When most people think of Internationals, they think of 18-wheelers barreling down the highway or perhaps an old fire truck in a parade. The fact is these trucks are to utilitarian transportation as to what Colts are to firearms. Its history screams workhorse and is going as strong today as it was some 80 years ago. As much clout as it has in that area, its line of classic pickups has a very devout following compared to its Big Three counterparts. You just don't come across many of them nowadays, but when you do, it's nice to see something different.
It's even more rewarding when you see one as nice as Al Knapp's '55 R-100 and get to hear the story behind it. Al's truck has been a part of his family since he was a kid. Actually it's a '54, but as the family tale goes it was purchased late that year and the dealer felt he was doing them a favor by titling it with the following year. Eventually, Al's father took possession of the truck and let Al drive it during high school.

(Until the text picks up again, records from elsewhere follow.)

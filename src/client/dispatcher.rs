//! Runs jobs off the UI thread.
//!
//! A fixed pool of workers pulls jobs from one queue, so requests overlap and
//! may finish in any order, but the thread count never grows with the pointer.
//! A hover lookup that a newer hover lookup has overtaken while queued is
//! skipped without being sent. Completions come back on one channel that the
//! UI drains every frame.

use std::sync::atomic::{AtomicU64, Ordering};
use std::sync::mpsc::{self, Receiver, Sender};
use std::sync::{Arc, Mutex, OnceLock};
use std::time::Duration;

use super::{BitmapService, Completion, Job};
use crate::error::ViewerError;

/// Worker count when none is configured.
pub const DEFAULT_WORKERS: usize = 4;

type Notify = Arc<dyn Fn() + Send + Sync>;

/// State every worker reads.
struct Shared {
    service: Arc<dyn BitmapService>,
    notify: OnceLock<Notify>,
    /// Sequence number of the newest supersedable job submitted.
    newest_supersedable: AtomicU64,
}

pub struct Dispatcher {
    jobs: Sender<Job>,
    tx: Sender<Completion>,
    rx: Receiver<Completion>,
    shared: Arc<Shared>,
    workers: usize,
}

impl Dispatcher {
    pub fn new(service: Arc<dyn BitmapService>) -> Self {
        Self::with_workers(service, DEFAULT_WORKERS)
    }

    /// Pool of `workers` threads (at least one).
    pub fn with_workers(service: Arc<dyn BitmapService>, workers: usize) -> Self {
        let (jobs, queue) = mpsc::channel::<Job>();
        let (tx, rx) = mpsc::channel();
        let queue = Arc::new(Mutex::new(queue));
        let shared = Arc::new(Shared {
            service,
            notify: OnceLock::new(),
            newest_supersedable: AtomicU64::new(0),
        });

        let mut spawned = 0;
        for index in 0..workers.max(1) {
            let queue = Arc::clone(&queue);
            let shared = Arc::clone(&shared);
            let tx = tx.clone();
            match std::thread::Builder::new()
                .name(format!("backend-worker-{index}"))
                .spawn(move || worker_loop(&queue, &shared, &tx))
            {
                Ok(_) => spawned += 1,
                Err(err) => tracing::error!(worker = index, error = %err, "could not spawn request worker"),
            }
        }
        tracing::debug!(workers = spawned, "request workers started");

        Self {
            jobs,
            tx,
            rx,
            shared,
            workers: spawned,
        }
    }

    /// Called from a worker after each completion is queued (e.g. `Context::request_repaint`).
    pub fn with_notify(self, notify: impl Fn() + Send + Sync + 'static) -> Self {
        if self.shared.notify.set(Arc::new(notify)).is_err() {
            tracing::warn!("dispatcher notify already set; keeping the first one");
        }
        self
    }

    /// Threads actually running.
    pub fn workers(&self) -> usize {
        self.workers
    }

    pub fn submit(&self, job: Job) {
        tracing::debug!(seq = job.seq, kind = job.kind.label(), "dispatching job");
        if job.kind.is_supersedable() {
            self.shared
                .newest_supersedable
                .fetch_max(job.seq, Ordering::AcqRel);
        }
        if self.workers == 0 {
            let _ = self.tx.send(Completion {
                job,
                result: Err(ViewerError::network(None, "no request worker is running")),
            });
            return;
        }
        if let Err(mpsc::SendError(job)) = self.jobs.send(job) {
            tracing::error!(seq = job.seq, "request queue closed");
            let _ = self.tx.send(Completion {
                job,
                result: Err(ViewerError::network(None, "request queue closed")),
            });
        }
    }

    pub fn submit_all(&self, jobs: impl IntoIterator<Item = Job>) {
        for job in jobs {
            self.submit(job);
        }
    }

    /// Everything that finished since the last call, in arrival order.
    pub fn drain(&self) -> Vec<Completion> {
        self.rx.try_iter().collect()
    }

    /// Block for the next completion, up to `timeout`.
    pub fn recv_timeout(&self, timeout: Duration) -> Option<Completion> {
        self.rx.recv_timeout(timeout).ok()
    }
}

fn worker_loop(queue: &Mutex<Receiver<Job>>, shared: &Shared, tx: &Sender<Completion>) {
    loop {
        // The lock is only held while waiting for the next job.
        let next = match queue.lock() {
            Ok(queue) => queue.recv(),
            Err(_) => return,
        };
        // The dispatcher was dropped.
        let Ok(job) = next else {
            return;
        };
        if job.kind.is_supersedable()
            && job.seq < shared.newest_supersedable.load(Ordering::Acquire)
        {
            tracing::trace!(seq = job.seq, kind = job.kind.label(), "skipping superseded job");
            continue;
        }
        let completion = shared.service.execute(job);
        // The receiver is gone only when the viewer is shutting down.
        if tx.send(completion).is_err() {
            return;
        }
        if let Some(notify) = shared.notify.get() {
            notify();
        }
    }
}
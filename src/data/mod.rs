//! UI-free core: addresses, time axis, views, mapping, selection and cadence.

pub mod address;
pub mod form;
pub mod mapper;
pub mod readout;
pub mod scheduler;
pub mod selection;
pub mod time;
pub mod view;
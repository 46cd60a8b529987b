//! The viewer's single owner of state.
//!
//! [`ViewerSession`] turns timer ticks and pointer input into [`Job`]s and folds
//! [`Completion`]s back into views. It never touches the network or the UI
//! itself, so everything here runs in tests without either.

use std::collections::HashSet;
use std::time::{Duration, Instant};

use chrono::NaiveDateTime;

use crate::client::{
    BitmapImage, BitmapResponse, Completion, FetchRequest, IndexRequest, IndexResponse, Job,
    JobKind, LookupPurpose, Reply, SelectionResponse,
};
use crate::config::{BitmapSettings, ViewerConfig};
use crate::data::address::AddressRange;
use crate::data::form::{validate_selection, GranularityStep, SelectionForm};
use crate::data::mapper::{CellIndex, CoordinateMapper};
use crate::data::readout::{Readout, ReadoutCache};
use crate::data::scheduler::{ModeChange, PollScheduler, ResponseSequencer};
use crate::data::selection::{
    Corner, PendingSelection, PixelPos, PixelRect, SelectionMachine, SelectionRequest,
};
use crate::data::time::{TimeAxis, TimeIndex};
use crate::data::view::{BitmapType, BitmapView, PixelScale, ViewKind, ViewMode, ViewParams};
use crate::error::{Result, ViewerError};
use crate::events::{
    EventController, EventKind, FailureMeta, ModeMeta, SelectionMeta, ViewMeta, ViewerEvent,
};

/// A displayed bitmap: its description and its pixels.
#[derive(Debug, Clone)]
pub struct ViewSlot {
    view: BitmapView,
    image: BitmapImage,
    revision: u64,
}

impl ViewSlot {
    pub fn view(&self) -> &BitmapView {
        &self.view
    }

    pub fn image(&self) -> &BitmapImage {
        &self.image
    }

    /// Bumped every time the slot is replaced; lets the UI re-upload textures lazily.
    pub fn revision(&self) -> u64 {
        self.revision
    }
}
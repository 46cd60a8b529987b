use std::time::Instant;

use egui::Ui;

use crate::client::Job;
use crate::session::ViewerSession;

#[derive(Debug, Clone, Copy, PartialEq, Eq)]
pub struct PanelState {
    pub visible: bool,
}

impl Default for PanelState {
    fn default() -> Self {
        Self { visible: true }
    }
}

/// What a panel may touch while it renders: the session, and a queue for the
/// requests its widgets produce.
pub struct PanelContext<'a> {
    pub session: &'a mut ViewerSession,
    pub jobs: &'a mut Vec<Job>,
    pub now: Instant,
}

pub trait Panel {
    fn title(&self) -> &'static str;
    fn state(&self) -> &PanelState;
    fn state_mut(&mut self) -> &mut PanelState;

    fn icon_only(&self) -> Option<&'static str> {
        None
    }

    fn title_and_icon(&self) -> String {
        match self.icon_only() {
            Some(icon) => format!("{icon} {}", self.title()),
            None => self.title().to_string(),
        }
    }

    /// Visibility toggle for the menu bar.
    fn render_menu(&mut self, ui: &mut Ui) {
        let label = self.title_and_icon();
        ui.checkbox(&mut self.state_mut().visible, label);
    }

    fn render_panel(&mut self, _ui: &mut Ui, _cx: &mut PanelContext<'_>) {}
}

It was around that time that the truck was smacked pretty badly while dad was driving it and was then on the verge of being junkyard bound. Al was too connected to this truck to see it disappear and bought it off his dad. Fate also enabled him to get a hold of a '57 R-100 that he transplanted parts from, such as the doors and front axle to fix what was damaged on his '55. Al drove it all through college, and among friends and classmates his name became synonymous with his old Harvester.
Eventually he gave it back to his parents and it became his brother's high school ride. From that point on the truck went through a period of various sabbaticals until 2007. Al got wind of Jeff Truan over at Auto Artistry and decided to turn the project over to his capable hands. Al's intention was to make the truck an homage to what it looked like in college albeit with some street rod aggression.

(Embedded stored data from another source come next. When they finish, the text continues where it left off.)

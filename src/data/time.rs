//! Time axis values: interval ordinals and wall-clock timestamps.

use std::fmt;

use chrono::{NaiveDateTime, TimeDelta};

use crate::error::{Result, ViewerError};

/// Text format shared with the backend (`Time_first`, `Time_index`, query strings).
pub const TIME_FORMAT: &str = "%Y-%m-%d %H:%M:%S";

pub fn parse_timestamp(text: &str) -> Result<NaiveDateTime> {
    NaiveDateTime::parse_from_str(text.trim(), TIME_FORMAT).map_err(|_| ViewerError::InvalidTime {
        text: text.to_string(),
    })
}

pub fn format_timestamp(ts: &NaiveDateTime) -> String {
    ts.format(TIME_FORMAT).to_string()
}

/// Position on the time axis of a bitmap.
///
/// Views built from interval-counted bitmaps use `Interval`; views with a known
/// first timestamp use `Timestamp`. A single view never mixes the two.
#[derive(Debug, Clone, Copy, PartialEq, Eq, PartialOrd, Ord, Hash)]
pub enum TimeIndex {
    Interval(u64),
    Timestamp(NaiveDateTime),
}

impl TimeIndex {
    /// Parse either a bare interval number or a `YYYY-MM-DD HH:MM:SS` timestamp.
    pub fn parse(text: &str) -> Result<Self> {
        let trimmed = text.trim();
        if !trimmed.is_empty() && trimmed.bytes().all(|b| b.is_ascii_digit()) {
            return trimmed
                .parse::<u64>()
                .map(TimeIndex::Interval)
                .map_err(|_| ViewerError::InvalidTime {
                    text: text.to_string(),
                });
        }
        parse_timestamp(trimmed).map(TimeIndex::Timestamp)
    }

    pub fn same_kind(&self, other: &TimeIndex) -> bool {
        matches!(
            (self, other),
            (TimeIndex::Interval(_), TimeIndex::Interval(_))
                | (TimeIndex::Timestamp(_), TimeIndex::Timestamp(_))
        )
    }
}

impl fmt::Display for TimeIndex {
    fn fmt(&self, f: &mut fmt::Formatter<'_>) -> fmt::Result {
        match self {
            TimeIndex::Interval(n) => write!(f, "{n}"),
            TimeIndex::Timestamp(ts) => write!(f, "{}", ts.format(TIME_FORMAT)),
        }
    }
}

/// Inclusive time range with `first <= last`.
#[derive(Debug, Clone, Copy, PartialEq, Eq)]
pub struct TimeRange {
    first: TimeIndex,
    last: TimeIndex,
}

impl TimeRange {
    /// Build a range from two endpoints in either order.
    pub fn new(a: TimeIndex, b: TimeIndex) -> Self {
        if a <= b {
            Self { first: a, last: b }
        } else {
            Self { first: b, last: a }
        }
    }

    pub fn first(&self) -> TimeIndex {
        self.first
    }

    pub fn last(&self) -> TimeIndex {
        self.last
    }

    pub fn contains(&self, t: &TimeIndex) -> bool {
        self.first <= *t && *t <= self.last
    }

    pub fn is_single(&self) -> bool {
        self.first == self.last
    }
}

impl fmt::Display for TimeRange {
    fn fmt(&self, f: &mut fmt::Formatter<'_>) -> fmt::Result {
        write!(f, "{} - {}", self.first, self.last)
    }
}

/// How column ordinals of a view translate into [`TimeIndex`] values.
#[derive(Debug, Clone, Copy, PartialEq, Eq)]
pub enum TimeAxis {
    /// Columns count intervals starting at `first`.
    Intervals { first: u64, interval_secs: u32 },
    /// Column `n` starts at `first + n * interval_secs`.
    Timestamps {
        first: NaiveDateTime,
        interval_secs: u32,
    },
}

impl TimeAxis {
    pub fn at(&self, ordinal: u64) -> TimeIndex {
        match *self {
            TimeAxis::Intervals { first, .. } => TimeIndex::Interval(first.saturating_add(ordinal)),
            TimeAxis::Timestamps {
                first,
                interval_secs,
            } => {
                let offset = i64::try_from(ordinal)
                    .unwrap_or(i64::MAX)
                    .saturating_mul(i64::from(interval_secs));
                let ts = TimeDelta::try_seconds(offset)
                    .and_then(|delta| first.checked_add_signed(delta))
                    .unwrap_or(NaiveDateTime::MAX);
                TimeIndex::Timestamp(ts)
            }
        }
    }

    /// Declared length of one column in seconds.
    pub fn interval_secs(&self) -> u32 {
        match *self {
            TimeAxis::Intervals { interval_secs, .. } | TimeAxis::Timestamps { interval_secs, .. } => {
                interval_secs
            }
        }
    }
}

For one thing, Al always felt the truck looked a bit top heavy and obtrusive with its bug-eyed grille. The roof was chopped 3 inches and aftermarket headlights with built-in turn signals were flushed in to give it a more balanced look. The running boards were sculpted in underneath the doors while the rear was fitted with a roll pan and tubbed to accommodate the massive 181/2-inch Weld wheels. Taillights are '42-48 Fords and the bed has been given a beautiful oak finish. As a nod to the color it was while Al was in college, it was shot in DuPont Yellow.
As for the drivetrain, Al wanted something big enough to turn those fat Hoosiers-and turn them it does. Out came the old but reliable Silver Diamond inline-six, replaced by his choice of powerplants: a Ford 390ci FE. It was bored and stroked to 428 ci, topped with an Edelbrock manifold and Holley 780-cfm carb, and mated to a C6 tranny. A tilt front makes getting to the motor a bit easier than having to stretch over the huge fenders. To make the stance a bit lower, a Heidts Mustang II frontend was installed along with a '75 Ford 9-inch rearend and triangulated four-link with coilovers.
Like most trucks of that era, the International's interior was pretty sparse. You'd never know that by looking at it today. Al couldn't find a bench that'd fit the way he wanted. Instead, buckets from a '99 Olds Bravada were installed after being stitched up in leather and ostrich, as were the door panels courtesy of Troy Gasper at Gasper Upholstery. Jeff Truan fabbed the center console to hold the B&M shifter and Vintage Air controls. Since the Auto Meter gauges reside where a radio would be, an overhead console now holds the Pioneer stereo.
And you're probably asking yourself what the meaning of the illustration on the tailgate is. Al says it's easy to lose your way in this world and he put a lot of money in this truck so he felt it should honor the man upstairs. He and his pastor came up with the adage you see now. But whether it's paying it forward in his personal life or through his taste in unusual pickups, this '55 is a working metaphor for how Al lives his life. And taking the road less traveled doesn't sound like a bad way to go. Not when you're driving something this sexy.